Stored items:
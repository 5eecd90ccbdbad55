//! Register-level access to the two-wire bus.
//!
//! The sensor driver only needs two primitives: write one register and read a
//! burst of consecutive registers. [`RegisterBus`] captures exactly that so the
//! driver can be exercised with mocks, and [`I2cRegisterBus`] provides it over
//! any `embedded-hal` I2C implementation.

use embedded_hal::i2c::I2c;
use linux_embedded_hal::I2cdev;
use tracing::info;

use crate::error::{MotionRemoteError, Result};

/// Register read/write operations on a two-wire bus
#[cfg_attr(test, mockall::automock)]
pub trait RegisterBus: Send {
    /// Write a single register
    fn write_register(&mut self, addr: u8, reg: u8, value: u8) -> Result<()>;

    /// Read `count` consecutive registers starting at `start_reg`
    fn read_burst(&mut self, addr: u8, start_reg: u8, count: usize) -> Result<Vec<u8>>;
}

/// [`RegisterBus`] over an `embedded-hal` I2C bus
pub struct I2cRegisterBus<I> {
    i2c: I,
}

impl<I> std::fmt::Debug for I2cRegisterBus<I> {
    fn fmt(&self, f: &mut std::fmt::Formatter<'_>) -> std::fmt::Result {
        f.debug_struct("I2cRegisterBus").finish_non_exhaustive()
    }
}

impl<I: I2c> I2cRegisterBus<I> {
    pub fn new(i2c: I) -> Self {
        Self { i2c }
    }

    /// Release the underlying bus
    pub fn into_inner(self) -> I {
        self.i2c
    }
}

impl I2cRegisterBus<I2cdev> {
    /// Open a Linux I2C character device (e.g. `/dev/i2c-1`)
    ///
    /// # Errors
    ///
    /// Returns `BusRead` if the device node cannot be opened.
    ///
    /// # Examples
    ///
    /// ```no_run
    /// use motion_remote::sensor::bus::I2cRegisterBus;
    ///
    /// let bus = I2cRegisterBus::open_linux("/dev/i2c-1")?;
    /// # Ok::<(), Box<dyn std::error::Error>>(())
    /// ```
    pub fn open_linux(path: &str) -> Result<Self> {
        let i2c = I2cdev::new(path)
            .map_err(|e| MotionRemoteError::BusRead(format!("Failed to open {}: {}", path, e)))?;
        info!("Opened I2C bus at {}", path);
        Ok(Self::new(i2c))
    }
}

impl<I> RegisterBus for I2cRegisterBus<I>
where
    I: I2c + Send,
{
    fn write_register(&mut self, addr: u8, reg: u8, value: u8) -> Result<()> {
        self.i2c.write(addr, &[reg, value]).map_err(|e| {
            MotionRemoteError::BusWrite(format!(
                "Failed to write register 0x{:02X} at 0x{:02X}: {:?}",
                reg, addr, e
            ))
        })
    }

    fn read_burst(&mut self, addr: u8, start_reg: u8, count: usize) -> Result<Vec<u8>> {
        let mut buf = vec![0u8; count];
        self.i2c.write_read(addr, &[start_reg], &mut buf).map_err(|e| {
            MotionRemoteError::BusRead(format!(
                "Failed to read {} bytes from 0x{:02X} at 0x{:02X}: {:?}",
                count, start_reg, addr, e
            ))
        })?;
        Ok(buf)
    }
}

TASK PROMPT:
The records are to be retyped exactly. No line may be skipped.

REPLY:
repository 5eecd90ccbdbad55
//! Register-level access to the two-wire bus.
//!
//! The sensor driver only needs two primitives: write one register and read a
//! burst of consecutive registers. [`RegisterBus`] captures exactly that so the
//! driver can be exercised with mocks, and [`I2cRegisterBus`] provides it over
//! any `embedded-hal` I2C implementation.

use embedded_hal::i2c::I2c;
use linux_embedded_hal::I2cdev;
use tracing::info;

use crate::error::{MotionRemoteError, Result};

/// Register read/write operations on a two-wire bus
#[cfg_attr(test, mockall::automock)]
pub trait RegisterBus: Send {
    /// Write a single register
    fn write_register(&mut self, addr: u8, reg: u8, value: u8) -> Result<()>;

    /// Read `count` consecutive registers starting at `start_reg`
    fn read_burst(&mut self, addr: u8, start_reg: u8, count: usize) -> Result<Vec<u8>>;
}

/// [`RegisterBus`] over an `embedded-hal` I2C bus
pub struct I2cRegisterBus<I> {
    i2c: I,
}

impl<I> std::fmt::Debug for I2cRegisterBus<I> {
    fn fmt(&self, f: &mut std::fmt::Formatter<'_>) -> std::fmt::Result {
        f.debug_struct("I2cRegisterBus").finish_non_exhaustive()
    }
}

impl<I: I2c> I2cRegisterBus<I> {
    pub fn new(i2c: I) -> Self {
        Self { i2c }
    }

    /// Release the underlying bus
    pub fn into_inner(self) -> I {
        self.i2c
    }
}

impl I2cRegisterBus<I2cdev> {
    /// Open a Linux I2C character device (e.g. `/dev/i2c-1`)
    ///
    /// # Errors
    ///
    /// Returns `BusRead` if the device node cannot be opened.
    ///
    /// # Examples
    ///
    /// ```no_run
    /// use motion_remote::sensor::bus::I2cRegisterBus;
    ///
    /// let bus = I2cRegisterBus::open_linux("/dev/i2c-1")?;
    /// # Ok::<(), Box<dyn std::error::Error>>(())
    /// ```
    pub fn open_linux(path: &str) -> Result<Self> {
        let i2c = I2cdev::new(path)
            .map_err(|e| MotionRemoteError::BusRead(format!("Failed to open {}: {}", path, e)))?;
        info!("Opened I2C bus at {}", path);
        Ok(Self::new(i2c))
    }
}

impl<I> RegisterBus for I2cRegisterBus<I>
where
    I: I2c + Send,
{
    fn write_register(&mut self, addr: u8, reg: u8, value: u8) -> Result<()> {
        self.i2c.write(addr, &[reg, value]).map_err(|e| {
            MotionRemoteError::BusWrite(format!(
                "Failed to write register 0x{:02X} at 0x{:02X}: {:?}",
                reg, addr, e
            ))
        })
    }

    fn read_burst(&mut self, addr: u8, start_reg: u8, count: usize) -> Result<Vec<u8>> {
        let mut buf = vec![0u8; count];
        self.i2c.write_read(addr, &[start_reg], &mut buf).map_err(|e| {
            MotionRemoteError::BusRead(format!(
                "Failed to read {} bytes from 0x{:02X} at 0x{:02X}: {:?}",
                count, start_reg, addr, e
            ))
        })?;
        Ok(buf)
    }
}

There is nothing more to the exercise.